Author Archives: HHCG Admin

“Kakiemon Porcelain: “From Pleasure Quarters to Palaces”

On Thursday 9 September, we were delighted to welcome expert  Alexandra Aguilar via our Zoom meeting. Alexandra Aguilar is an auctioneer and Asian Art specialist with particular expertise in Japanese works of art. Originally from Dijon, Alexandra studied in France and England, before completing her Master’s degree on Scottish Collections of Japanese Art at the University of Edinburgh. Alexandra now regularly appears on The Antiques Roadshow in her capacity as Asian Art specialist.

Japan has been producing porcelain with overglaze enamels for nearly 400 years, but the early history of the technique is still shrouded in mystery. This talk considered the background to its inception and  concentrated on the particular case of Kakiemon figures. It illustrated the richness and complexity of the aesthetic language behind these three-dimensional models of ‘beauties’ (bijin), gods, animals and other mythical creatures. The huge enthusiasm for Kakiemon figures in 17th century Europe was also discussed, and Alexandra explored how the Dutch East India Company (Vereenigde Oost Indische Compagnie) monopolised the trade for Japanese polychrome porcelains and how it rapidly dwindled, after only a few decades.

As the Head of the Japanese Art Department at Woolley & Wallis Salerooms, Alexandra has had a number of significant finds, including a 17th century Kakiemon figure of a bijin and an unusual model of a Kakiemon minogame; examples of namban artworks including a rare gold lacquer table and a box and cover with cabriole legs; and several fully articulated models of animals (jizai okimono) including snakes, a dragon fish and a large model of a hawk. Alexandra is now concentrating her research on depictions of Europeans in 17th century Japanese art, with a particular emphasis on lacquer work.


Horace Elliott (1851-1938) – London’s Forgotten Potter

On 14th May, HHCG was treated to a most interesting talk by Jonathan Gray, entitled “Horace Elliott” London/Welsh Art Potter (1851-1938) . Jonathan is an Hon Research Fellow at Amgueddfa Cymru – National Museum Wales and his work on Horace Elliott is part of an agreed research plan – the Welsh link being Horace’s engagement with various potterys at Ewenny, near Bridgend.

Jonathan discussed how Horace Elliott was, in his day, a well-known London Arts and Crafts potter, with relationships at various potteries in England, Scotland, Wales and Germany during his 54 year ceramics career (1880-1934) – the best known of these being Brannam, Denby and Ewenny. 

Selling first through someone else’s shop near the British Museum, Elliott established his first retail shop on what is now Queensway in Bayswater, and had other premises in St. James’s, Knightsbridge and Chelsea before moving to Streatham in 1904/05, where he would spend the next 30 years before he retired aged 83. In the early 1890’s, he was standing exhibitions with the likes of Doulton, Royal Worcester, Minton, Elton and others, so was for part of this period part of the “premier league” of British ceramic producers.

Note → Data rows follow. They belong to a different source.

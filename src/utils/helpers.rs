//! Helper functions and utilities
//!
//! This module contains common helper functions used throughout the application.

use std::sync::OnceLock;
use chrono::{DateTime, Utc};
use regex::Regex;

fn email_regex() -> &'static Regex {
    static EMAIL: OnceLock<Regex> = OnceLock::new();
    EMAIL.get_or_init(|| {
        Regex::new(r"^[^\s@]+@[^\s@]+\.[^\s@]+$").expect("email regex is valid")
    })
}

fn whitespace_regex() -> &'static Regex {
    static WS: OnceLock<Regex> = OnceLock::new();
    WS.get_or_init(|| Regex::new(r"\s+").expect("whitespace regex is valid"))
}

/// Trim and lower-case an email address
pub fn normalize_email(email: &str) -> String {
    email.trim().to_lowercase()
}

/// Validate email format
pub fn is_valid_email(email: &str) -> bool {
    email_regex().is_match(email)
}

/// Keep only the ASCII digits of a phone number
pub fn digits_only(text: &str) -> String {
    text.chars().filter(|c| c.is_ascii_digit()).collect()
}

/// Format a timestamp for exports
pub fn format_timestamp(timestamp: DateTime<Utc>) -> String {
    timestamp.format("%Y-%m-%d %H:%M").to_string()
}

/// Replace every run of whitespace with a single underscore
pub fn underscore_whitespace(text: &str) -> String {
    whitespace_regex().replace_all(text.trim(), "_").into_owned()
}

/// Quote a CSV cell, doubling embedded quotes
pub fn csv_quote(cell: &str) -> String {
    format!("\"{}\"", cell.replace('"', "\"\""))
}

/// Sanitize a single path component for safe storage
pub fn sanitize_path_component(component: &str) -> String {
    let cleaned: String = component
        .chars()
        .map(|c| {
            if c.is_ascii_alphanumeric() || c == '-' || c == '_' {
                c
            } else {
                '_'
            }
        })
        .collect();

    if cleaned.is_empty() || cleaned.chars().all(|c| c == '_') {
        "_".to_string()
    } else {
        cleaned
    }
}

/// Extract a lower-cased extension from a filename.
///
/// Returns `None` when the name has no extension or the extension is not a
/// short alphanumeric token.
pub fn file_extension(filename: &str) -> Option<String> {
    let (stem, ext) = filename.rsplit_once('.')?;
    if stem.is_empty() && !filename.starts_with('.') {
        return None;
    }
    let ext = ext.to_ascii_lowercase();
    if ext.is_empty() || ext.len() > 8 || !ext.chars().all(|c| c.is_ascii_alphanumeric()) {
        return None;
    }
    Some(ext)
}

#[cfg(test)]
mod tests {
    use super::*;
    use chrono::TimeZone;

    #[test]
    fn test_email_validation() {
        assert!(is_valid_email("student@bnmit.in"));
        assert!(!is_valid_email("student.bnmit.in"));
        assert!(!is_valid_email("stu dent@bnmit.in"));
        assert_eq!(normalize_email("  Student@BNMIT.in "), "student@bnmit.in");
    }

    #[test]
    fn test_digits_only() {
        assert_eq!(digits_only("+91 98765-43210"), "919876543210");
        assert_eq!(digits_only("n/a"), "");
    }

    #[test]
    fn test_underscore_whitespace() {
        assert_eq!(underscore_whitespace("Tech  Fest 2025"), "Tech_Fest_2025");
        assert_eq!(underscore_whitespace(" Hack\tNight "), "Hack_Night");
    }

    #[test]
    fn test_csv_quote() {
        assert_eq!(csv_quote("plain"), "\"plain\"");
        assert_eq!(csv_quote("say \"hi\""), "\"say \"\"hi\"\"\"");
    }

    #[test]
    fn test_sanitize_path_component() {
        assert_eq!(sanitize_path_component("event-selfies"), "event-selfies");
        assert_eq!(sanitize_path_component("../../etc"), "______etc");
        assert_eq!(sanitize_path_component(".."), "_");
    }

    #[test]
    fn test_file_extension() {
        assert_eq!(file_extension("selfie.JPG"), Some("jpg".to_string()));
        assert_eq!(file_extension("archive.tar.gz"), Some("gz".to_string()));
        assert_eq!(file_extension("noext"), None);
        assert_eq!(file_extension("weird.j/pg"), None);
    }

    #[test]
    fn test_format_timestamp() {
        let ts = Utc.with_ymd_and_hms(2025, 3, 14, 9, 5, 0).unwrap();
        assert_eq!(format_timestamp(ts), "2025-03-14 09:05");
    }
}
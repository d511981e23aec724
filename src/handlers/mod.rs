//! HTTP request handlers
//!
//! This module contains the axum handlers behind every API route

pub mod admin;
pub mod auth;
pub mod events;
pub mod health;
pub mod listings;
pub mod multipart;
pub mod posts;
pub mod profiles;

Jonathan showed examples of Elliott’s work and designs at these various centres and outlined Elliott’s approach to selling wares, which included bazaars. Elliott’s moulds are now in the National Museum of Wales.

Jonathan is aiming to publish a book on Horace in Spring 2022. He is meetings secretary for the English Ceramic Circle. He has published widely, including The Cambrian Company, Swansea Pottery in London 1806-1808 (2012) and edited the two volumes which accompanied the Welsh Ceramics in Context Seminars run in 200/2003.